If your answer is not very much, you’re probably much like the rest of the world. Although forests are some of the world’s most important ecosystems (housing amazing biodiversity, stabilizing weather systems and keeping climate change-causing carbon out of the atmosphere) they tend to be more of a backdrop to campaigns centered on people or charismatic animals like owls, wolves or bears.

This year, the U.N. is hoping to make people think about forests just a little bit more, by declaring 2011 the International Year of Forests. Participating countries around the world will hold events – conferences, exhibitions, tree planting competitions and film festivals – all calling attention to the value of forests to their country and to the globe. A few examples:

  • Poland is holding a seminar on “Polish Forests and Forestry against the Background of Forests in Europe and the World,” with participation of experts from the scientific community and a media press conference.
  •  The Sixth Ministerial Conference on the Protection of Forests in Europe will be convened in Oslo from 14 to 16 June 2011

     Brazil plans to organize an International Congress on Cities and Forests in Manaus, Amazonas 

    And, Ethiopia is planning an International Year of Forests launch event with participation of government, NGOs and universities.

    Additionally, the U.N. will hold its own launch event in February at its headquarters in New York, featuring a film festival in collaboration with Jackson Hole Wildlife Film Festival.

    The U.N.’s habit of declaring ‘years’ may seem hokey, but often works to increase attention to the subjects they choose, particularly in countries outside of the United States where the U.N. has a larger presence. Last year’s campaign, the International Year of Biodiversity won a coveted Green Award for best global campaign.
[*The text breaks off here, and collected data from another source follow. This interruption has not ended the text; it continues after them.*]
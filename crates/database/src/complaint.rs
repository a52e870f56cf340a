//! Complaint operations.

use rand::Rng;
use sqlx::SqlitePool;
use tracing::{debug, warn};

use crate::department;
use crate::error::{DatabaseError, Result};
use crate::models::{Complaint, ComplaintStats, ComplaintStatus, NewComplaint};

/// How many reference numbers to try before giving up on collisions.
const MAX_REFERENCE_ATTEMPTS: usize = 10;

const COMPLAINT_COLUMNS: &str = "id, reference_number, title, description, transcript, language, \
     translated_text, category, subcategory, department_code, source, status, metadata, \
     created_at, updated_at";

/// Generate a reference number of the form `COMP-NNNNNN`.
pub fn generate_reference_number() -> String {
    format!("COMP-{}", rand::thread_rng().gen_range(100000..=999999))
}

/// Create a complaint with a fresh reference number.
///
/// The department must exist. A reference number collision is retried with a
/// new number.
pub async fn create_complaint(pool: &SqlitePool, complaint: &NewComplaint) -> Result<Complaint> {
    department::get_department(pool, &complaint.department_code).await?;

    let metadata = if complaint.metadata.is_null() {
        "{}".to_string()
    } else {
        serde_json::to_string(&complaint.metadata)?
    };

    for attempt in 1..=MAX_REFERENCE_ATTEMPTS {
        let reference_number = generate_reference_number();

        let result = sqlx::query(
            r#"
            INSERT INTO complaints (
                reference_number, title, description, transcript, language,
                translated_text, category, subcategory, department_code, source,
                status, metadata
            )
            VALUES (?, ?, ?, ?, ?, ?, ?, ?, ?, ?, ?, ?)
            "#,
        )
        .bind(&reference_number)
        .bind(&complaint.title)
        .bind(&complaint.description)
        .bind(&complaint.transcript)
        .bind(&complaint.language)
        .bind(&complaint.translated_text)
        .bind(&complaint.category)
        .bind(&complaint.subcategory)
        .bind(&complaint.department_code)
        .bind(&complaint.source)
        .bind(ComplaintStatus::New.as_str())
        .bind(&metadata)
        .execute(pool)
        .await;

        match result {
            Ok(_) => {
                debug!(reference_number = %reference_number, "Complaint created");
                return get_complaint_by_reference(pool, &reference_number).await;
            }
            Err(sqlx::Error::Database(db_err)) if db_err.is_unique_violation() => {
                warn!(attempt, reference_number = %reference_number, "Reference number collision");
            }
            Err(e) => return Err(DatabaseError::Sqlx(e)),
        }
    }

    Err(DatabaseError::AlreadyExists {
        entity: "Complaint reference",
        id: format!("{} attempts exhausted", MAX_REFERENCE_ATTEMPTS),
    })
}

/// Get a complaint by its reference number.
pub async fn get_complaint_by_reference(
    pool: &SqlitePool,
    reference_number: &str,
) -> Result<Complaint> {
    let sql = format!(
        "SELECT {} FROM complaints WHERE reference_number = ?",
        COMPLAINT_COLUMNS
    );
    sqlx::query_as::<_, Complaint>(&sql)
        .bind(reference_number)
        .fetch_optional(pool)
        .await?
        .ok_or_else(|| DatabaseError::NotFound {
            entity: "Complaint",
            id: reference_number.to_string(),
        })
}

/// List complaints, newest first, optionally filtered by status.
pub async fn list_complaints(
    pool: &SqlitePool,
    status: Option<ComplaintStatus>,
    limit: i64,
    offset: i64,
) -> Result<Vec<Complaint>> {
    let complaints = match status {
        Some(status) => {
            let sql = format!(
                "SELECT {} FROM complaints WHERE status = ? ORDER BY id DESC LIMIT ? OFFSET ?",
                COMPLAINT_COLUMNS
            );
            sqlx::query_as::<_, Complaint>(&sql)
                .bind(status.as_str())
                .bind(limit)
                .bind(offset)
                .fetch_all(pool)
                .await?
        }
        None => {
            let sql = format!(
                "SELECT {} FROM complaints ORDER BY id DESC LIMIT ? OFFSET ?",
                COMPLAINT_COLUMNS
            );
            sqlx::query_as::<_, Complaint>(&sql)
                .bind(limit)
                .bind(offset)
                .fetch_all(pool)
                .await?
        }
    };

    Ok(complaints)
}

/// Move a complaint to a new status.
///
/// Returns `InvalidTransition` when the complaint is already closed.
pub async fn update_complaint_status(
    pool: &SqlitePool,
    reference_number: &str,
    status: ComplaintStatus,
) -> Result<Complaint> {
    let current = get_complaint_by_reference(pool, reference_number).await?;
    let from = current.status()?;

    if !from.can_transition_to(status) {
        return Err(DatabaseError::InvalidTransition {
            from: from.to_string(),
            to: status.to_string(),
        });
    }

    sqlx::query(
        r#"
        UPDATE complaints
        SET status = ?, updated_at = datetime('now')
        WHERE reference_number = ?
        "#,
    )
    .bind(status.as_str())
    .bind(reference_number)
    .execute(pool)
    .await?;

    get_complaint_by_reference(pool, reference_number).await
}

/// Count total complaints.
pub async fn count_complaints(pool: &SqlitePool) -> Result<i64> {
    let count = sqlx::query_scalar::<_, i64>(
        r#"
        SELECT COUNT(*) FROM complaints
        "#,
    )
    .fetch_one(pool)
    .await?;

    Ok(count)
}

/// Count complaints grouped by status.
pub async fn count_complaints_by_status(pool: &SqlitePool) -> Result<Vec<(String, i64)>> {
    let rows = sqlx::query_as::<_, (String, i64)>(
        r#"
        SELECT status, COUNT(*) as count
        FROM complaints
        GROUP BY status
        ORDER BY count DESC, status
        "#,
    )
    .fetch_all(pool)
    .await?;

    Ok(rows)
}

/// Count complaints grouped by department code.
pub async fn count_complaints_by_department(pool: &SqlitePool) -> Result<Vec<(String, i64)>> {
    let rows = sqlx::query_as::<_, (String, i64)>(
        r#"
        SELECT department_code, COUNT(*) as count
        FROM complaints
        GROUP BY department_code
        ORDER BY count DESC, department_code
        "#,
    )
    .fetch_all(pool)
    .await?;

    Ok(rows)
}

/// Totals used by the analytics endpoint.
pub async fn complaint_stats(pool: &SqlitePool) -> Result<ComplaintStats> {
    Ok(ComplaintStats {
        total: count_complaints(pool).await?,
        by_status: count_complaints_by_status(pool).await?,
        by_department: count_complaints_by_department(pool).await?,
    })
}

#[cfg(test)]
mod tests {
    use super::*;

    #[test]
    fn test_reference_number_format() {
        for _ in 0..100 {
            let reference = generate_reference_number();
            let digits = reference.strip_prefix("COMP-").unwrap();
            assert_eq!(digits.len(), 6);
            let n: u32 = digits.parse().unwrap();
            assert!((100000..=999999).contains(&n));
        }
    }
}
    With ever increasing threats, including climate change, logging and agriculture, forests need the attention now more than ever. The Food and Agriculture Organization reports that "Globally, around 13 million hectares (ha) of forests were converted to other uses (including agriculture) or were lost through natural causes each year between 2000 and 2010." That's 130 million hectares—an area roughly the size of Peru.